▶ **TASK DETAILS**
Scan the entries below. List each line with "proxy".

Records contained in a dataset
----

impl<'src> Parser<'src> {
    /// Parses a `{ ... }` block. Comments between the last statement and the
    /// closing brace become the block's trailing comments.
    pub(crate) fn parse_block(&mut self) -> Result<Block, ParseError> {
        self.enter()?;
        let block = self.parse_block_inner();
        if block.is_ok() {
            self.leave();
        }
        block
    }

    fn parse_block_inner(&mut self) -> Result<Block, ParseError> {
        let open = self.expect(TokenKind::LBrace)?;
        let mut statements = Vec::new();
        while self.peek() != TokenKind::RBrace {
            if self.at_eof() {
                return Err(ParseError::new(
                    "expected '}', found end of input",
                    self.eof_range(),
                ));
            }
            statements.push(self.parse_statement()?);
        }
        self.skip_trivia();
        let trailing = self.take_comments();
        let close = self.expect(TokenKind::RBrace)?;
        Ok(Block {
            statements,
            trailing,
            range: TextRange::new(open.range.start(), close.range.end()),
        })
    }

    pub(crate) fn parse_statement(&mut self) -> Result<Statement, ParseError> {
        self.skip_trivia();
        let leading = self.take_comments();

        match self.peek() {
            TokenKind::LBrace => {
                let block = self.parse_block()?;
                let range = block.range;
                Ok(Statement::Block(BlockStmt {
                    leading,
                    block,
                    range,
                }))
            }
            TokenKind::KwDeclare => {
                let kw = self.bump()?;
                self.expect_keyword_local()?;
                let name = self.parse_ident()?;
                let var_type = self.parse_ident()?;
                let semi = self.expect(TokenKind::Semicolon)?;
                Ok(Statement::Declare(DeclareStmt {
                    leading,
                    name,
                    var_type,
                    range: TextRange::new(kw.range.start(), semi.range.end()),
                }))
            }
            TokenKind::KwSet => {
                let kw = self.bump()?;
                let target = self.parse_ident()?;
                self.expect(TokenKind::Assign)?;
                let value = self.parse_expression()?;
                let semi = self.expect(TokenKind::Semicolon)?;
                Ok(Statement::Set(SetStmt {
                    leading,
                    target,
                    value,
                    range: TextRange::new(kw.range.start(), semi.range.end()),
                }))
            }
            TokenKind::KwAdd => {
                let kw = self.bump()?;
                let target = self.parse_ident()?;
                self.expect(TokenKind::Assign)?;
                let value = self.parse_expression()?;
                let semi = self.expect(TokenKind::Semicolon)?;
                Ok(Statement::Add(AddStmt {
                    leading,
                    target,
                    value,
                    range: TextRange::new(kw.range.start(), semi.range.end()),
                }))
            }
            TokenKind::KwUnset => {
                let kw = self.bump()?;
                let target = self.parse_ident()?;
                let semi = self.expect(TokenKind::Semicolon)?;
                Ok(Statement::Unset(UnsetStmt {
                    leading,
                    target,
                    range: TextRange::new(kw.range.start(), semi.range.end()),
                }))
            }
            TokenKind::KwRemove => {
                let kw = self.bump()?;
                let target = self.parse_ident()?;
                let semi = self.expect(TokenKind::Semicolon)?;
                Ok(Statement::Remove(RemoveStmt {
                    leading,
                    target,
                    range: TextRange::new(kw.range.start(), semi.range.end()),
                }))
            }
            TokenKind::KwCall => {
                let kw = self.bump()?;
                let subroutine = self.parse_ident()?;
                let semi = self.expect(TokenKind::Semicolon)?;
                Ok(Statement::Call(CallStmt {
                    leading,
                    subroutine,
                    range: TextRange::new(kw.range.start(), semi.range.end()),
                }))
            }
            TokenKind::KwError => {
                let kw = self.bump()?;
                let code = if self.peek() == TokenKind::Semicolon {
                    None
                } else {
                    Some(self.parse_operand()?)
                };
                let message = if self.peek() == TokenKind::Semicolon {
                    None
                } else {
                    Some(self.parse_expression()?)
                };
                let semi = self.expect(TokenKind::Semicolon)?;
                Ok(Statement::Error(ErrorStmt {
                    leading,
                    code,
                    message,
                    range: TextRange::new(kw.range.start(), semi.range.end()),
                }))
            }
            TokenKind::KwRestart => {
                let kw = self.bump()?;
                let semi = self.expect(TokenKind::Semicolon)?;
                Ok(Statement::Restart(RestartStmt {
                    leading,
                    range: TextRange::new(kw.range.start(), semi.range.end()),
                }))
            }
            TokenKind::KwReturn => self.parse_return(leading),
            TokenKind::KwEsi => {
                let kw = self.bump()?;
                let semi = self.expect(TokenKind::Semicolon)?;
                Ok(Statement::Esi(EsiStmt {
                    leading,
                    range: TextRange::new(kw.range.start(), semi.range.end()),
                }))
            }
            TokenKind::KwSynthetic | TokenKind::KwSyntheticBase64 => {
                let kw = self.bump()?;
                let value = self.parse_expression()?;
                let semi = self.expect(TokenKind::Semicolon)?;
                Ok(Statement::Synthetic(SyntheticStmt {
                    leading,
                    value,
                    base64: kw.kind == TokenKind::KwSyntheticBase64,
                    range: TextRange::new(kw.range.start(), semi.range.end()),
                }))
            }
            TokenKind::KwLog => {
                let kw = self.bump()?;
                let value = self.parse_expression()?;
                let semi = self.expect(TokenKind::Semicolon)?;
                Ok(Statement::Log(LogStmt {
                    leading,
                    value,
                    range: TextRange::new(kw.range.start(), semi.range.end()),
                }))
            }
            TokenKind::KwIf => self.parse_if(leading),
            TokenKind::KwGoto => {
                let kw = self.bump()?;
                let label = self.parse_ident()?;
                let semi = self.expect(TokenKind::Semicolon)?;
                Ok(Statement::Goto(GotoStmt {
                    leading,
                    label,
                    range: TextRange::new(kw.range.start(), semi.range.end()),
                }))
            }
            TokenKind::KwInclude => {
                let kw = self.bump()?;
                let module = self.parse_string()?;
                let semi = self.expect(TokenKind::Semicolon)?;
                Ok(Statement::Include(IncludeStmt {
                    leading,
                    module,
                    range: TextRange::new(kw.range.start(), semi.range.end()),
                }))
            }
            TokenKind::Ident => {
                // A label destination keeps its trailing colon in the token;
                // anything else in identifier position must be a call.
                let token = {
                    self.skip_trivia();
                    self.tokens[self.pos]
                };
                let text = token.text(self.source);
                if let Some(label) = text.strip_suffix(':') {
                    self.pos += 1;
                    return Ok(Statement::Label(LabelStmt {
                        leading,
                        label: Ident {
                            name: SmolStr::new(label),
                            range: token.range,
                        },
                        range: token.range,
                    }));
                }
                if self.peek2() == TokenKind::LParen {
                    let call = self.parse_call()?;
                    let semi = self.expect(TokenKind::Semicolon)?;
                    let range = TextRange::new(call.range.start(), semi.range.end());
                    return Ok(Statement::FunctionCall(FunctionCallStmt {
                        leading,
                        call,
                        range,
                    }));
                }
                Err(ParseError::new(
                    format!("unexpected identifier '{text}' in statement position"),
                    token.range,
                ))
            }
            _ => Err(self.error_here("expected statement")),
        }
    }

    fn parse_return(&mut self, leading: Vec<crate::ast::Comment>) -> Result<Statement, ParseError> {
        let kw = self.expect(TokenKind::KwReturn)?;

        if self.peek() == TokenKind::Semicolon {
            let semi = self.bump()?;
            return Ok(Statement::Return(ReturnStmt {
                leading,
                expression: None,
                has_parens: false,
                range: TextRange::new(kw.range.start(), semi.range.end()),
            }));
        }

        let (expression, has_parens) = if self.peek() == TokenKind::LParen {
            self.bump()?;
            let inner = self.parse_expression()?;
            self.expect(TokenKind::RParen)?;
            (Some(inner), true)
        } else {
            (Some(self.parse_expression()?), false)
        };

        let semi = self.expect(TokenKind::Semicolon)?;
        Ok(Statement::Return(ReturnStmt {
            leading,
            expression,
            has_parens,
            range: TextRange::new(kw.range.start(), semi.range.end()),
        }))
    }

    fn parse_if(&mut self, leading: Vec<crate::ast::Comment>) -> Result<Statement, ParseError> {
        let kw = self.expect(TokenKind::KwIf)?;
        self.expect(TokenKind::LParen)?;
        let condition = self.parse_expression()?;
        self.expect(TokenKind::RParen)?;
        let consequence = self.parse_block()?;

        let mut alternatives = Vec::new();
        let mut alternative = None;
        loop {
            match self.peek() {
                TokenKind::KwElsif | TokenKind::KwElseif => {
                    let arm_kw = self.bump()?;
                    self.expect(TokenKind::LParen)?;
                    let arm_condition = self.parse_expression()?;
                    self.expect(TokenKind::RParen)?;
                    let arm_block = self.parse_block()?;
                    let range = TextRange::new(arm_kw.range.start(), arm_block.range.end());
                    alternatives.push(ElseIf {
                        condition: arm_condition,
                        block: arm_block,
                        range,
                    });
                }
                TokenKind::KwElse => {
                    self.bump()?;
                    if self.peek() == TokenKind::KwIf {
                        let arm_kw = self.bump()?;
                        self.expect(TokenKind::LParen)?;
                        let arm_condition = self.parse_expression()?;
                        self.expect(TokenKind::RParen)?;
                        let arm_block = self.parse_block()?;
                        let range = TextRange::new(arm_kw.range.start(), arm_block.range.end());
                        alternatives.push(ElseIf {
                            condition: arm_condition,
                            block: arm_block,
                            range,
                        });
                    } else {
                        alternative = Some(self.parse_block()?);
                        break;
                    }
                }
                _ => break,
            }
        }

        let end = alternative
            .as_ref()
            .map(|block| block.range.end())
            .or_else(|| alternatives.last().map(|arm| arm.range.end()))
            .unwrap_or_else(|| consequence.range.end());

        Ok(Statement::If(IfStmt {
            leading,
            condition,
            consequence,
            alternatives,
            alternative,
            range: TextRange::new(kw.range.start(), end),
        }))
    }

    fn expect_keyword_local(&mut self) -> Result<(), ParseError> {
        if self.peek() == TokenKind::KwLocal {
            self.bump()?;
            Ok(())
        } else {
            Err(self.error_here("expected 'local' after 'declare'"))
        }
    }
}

----

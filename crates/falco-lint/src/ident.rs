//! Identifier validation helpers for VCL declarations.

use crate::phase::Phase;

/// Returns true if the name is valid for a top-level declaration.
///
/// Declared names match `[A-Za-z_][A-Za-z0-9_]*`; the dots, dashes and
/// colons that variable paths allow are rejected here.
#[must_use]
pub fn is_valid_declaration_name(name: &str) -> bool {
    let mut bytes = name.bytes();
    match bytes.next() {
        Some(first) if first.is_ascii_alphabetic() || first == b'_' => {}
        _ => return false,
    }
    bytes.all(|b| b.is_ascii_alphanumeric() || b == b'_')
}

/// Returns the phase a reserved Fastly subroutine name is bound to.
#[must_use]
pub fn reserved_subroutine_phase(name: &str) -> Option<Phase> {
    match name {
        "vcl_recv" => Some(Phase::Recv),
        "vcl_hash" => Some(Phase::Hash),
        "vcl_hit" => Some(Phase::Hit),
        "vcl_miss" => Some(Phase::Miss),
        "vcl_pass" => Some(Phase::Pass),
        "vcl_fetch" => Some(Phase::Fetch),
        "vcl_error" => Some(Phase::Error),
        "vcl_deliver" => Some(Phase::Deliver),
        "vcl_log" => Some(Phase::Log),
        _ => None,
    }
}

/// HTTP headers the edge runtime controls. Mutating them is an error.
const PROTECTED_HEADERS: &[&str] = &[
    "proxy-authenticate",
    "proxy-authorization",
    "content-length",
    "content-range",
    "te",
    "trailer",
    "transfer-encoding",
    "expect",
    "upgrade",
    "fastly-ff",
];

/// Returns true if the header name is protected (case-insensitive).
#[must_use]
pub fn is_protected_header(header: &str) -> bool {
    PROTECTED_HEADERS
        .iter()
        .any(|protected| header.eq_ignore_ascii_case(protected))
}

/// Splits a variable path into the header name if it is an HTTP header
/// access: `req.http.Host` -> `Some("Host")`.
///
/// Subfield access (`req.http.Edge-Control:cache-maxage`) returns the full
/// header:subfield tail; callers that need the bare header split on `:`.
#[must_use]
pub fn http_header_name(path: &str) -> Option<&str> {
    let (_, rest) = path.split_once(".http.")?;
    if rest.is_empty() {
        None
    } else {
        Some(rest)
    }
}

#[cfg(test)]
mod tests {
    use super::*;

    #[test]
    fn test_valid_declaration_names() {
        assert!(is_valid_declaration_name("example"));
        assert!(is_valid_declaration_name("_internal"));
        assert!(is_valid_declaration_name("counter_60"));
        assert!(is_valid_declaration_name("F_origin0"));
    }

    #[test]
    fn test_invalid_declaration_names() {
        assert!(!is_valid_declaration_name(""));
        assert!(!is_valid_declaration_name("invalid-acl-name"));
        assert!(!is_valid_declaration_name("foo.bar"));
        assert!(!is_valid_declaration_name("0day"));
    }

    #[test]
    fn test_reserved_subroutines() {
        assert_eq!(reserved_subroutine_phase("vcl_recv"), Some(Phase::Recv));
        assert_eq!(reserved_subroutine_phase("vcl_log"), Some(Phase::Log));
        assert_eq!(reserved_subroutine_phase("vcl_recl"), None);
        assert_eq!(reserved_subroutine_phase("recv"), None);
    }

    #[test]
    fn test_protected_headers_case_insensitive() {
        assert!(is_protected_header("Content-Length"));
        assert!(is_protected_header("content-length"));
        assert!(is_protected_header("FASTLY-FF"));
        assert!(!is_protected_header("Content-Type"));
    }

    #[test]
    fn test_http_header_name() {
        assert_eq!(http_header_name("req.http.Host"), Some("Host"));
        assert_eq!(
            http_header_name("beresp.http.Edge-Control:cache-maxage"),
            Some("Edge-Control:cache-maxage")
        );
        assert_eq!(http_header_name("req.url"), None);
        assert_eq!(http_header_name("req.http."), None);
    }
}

----

▶ **PROBLEM SOLUTION**
    "proxy-authenticate",
    "proxy-authorization",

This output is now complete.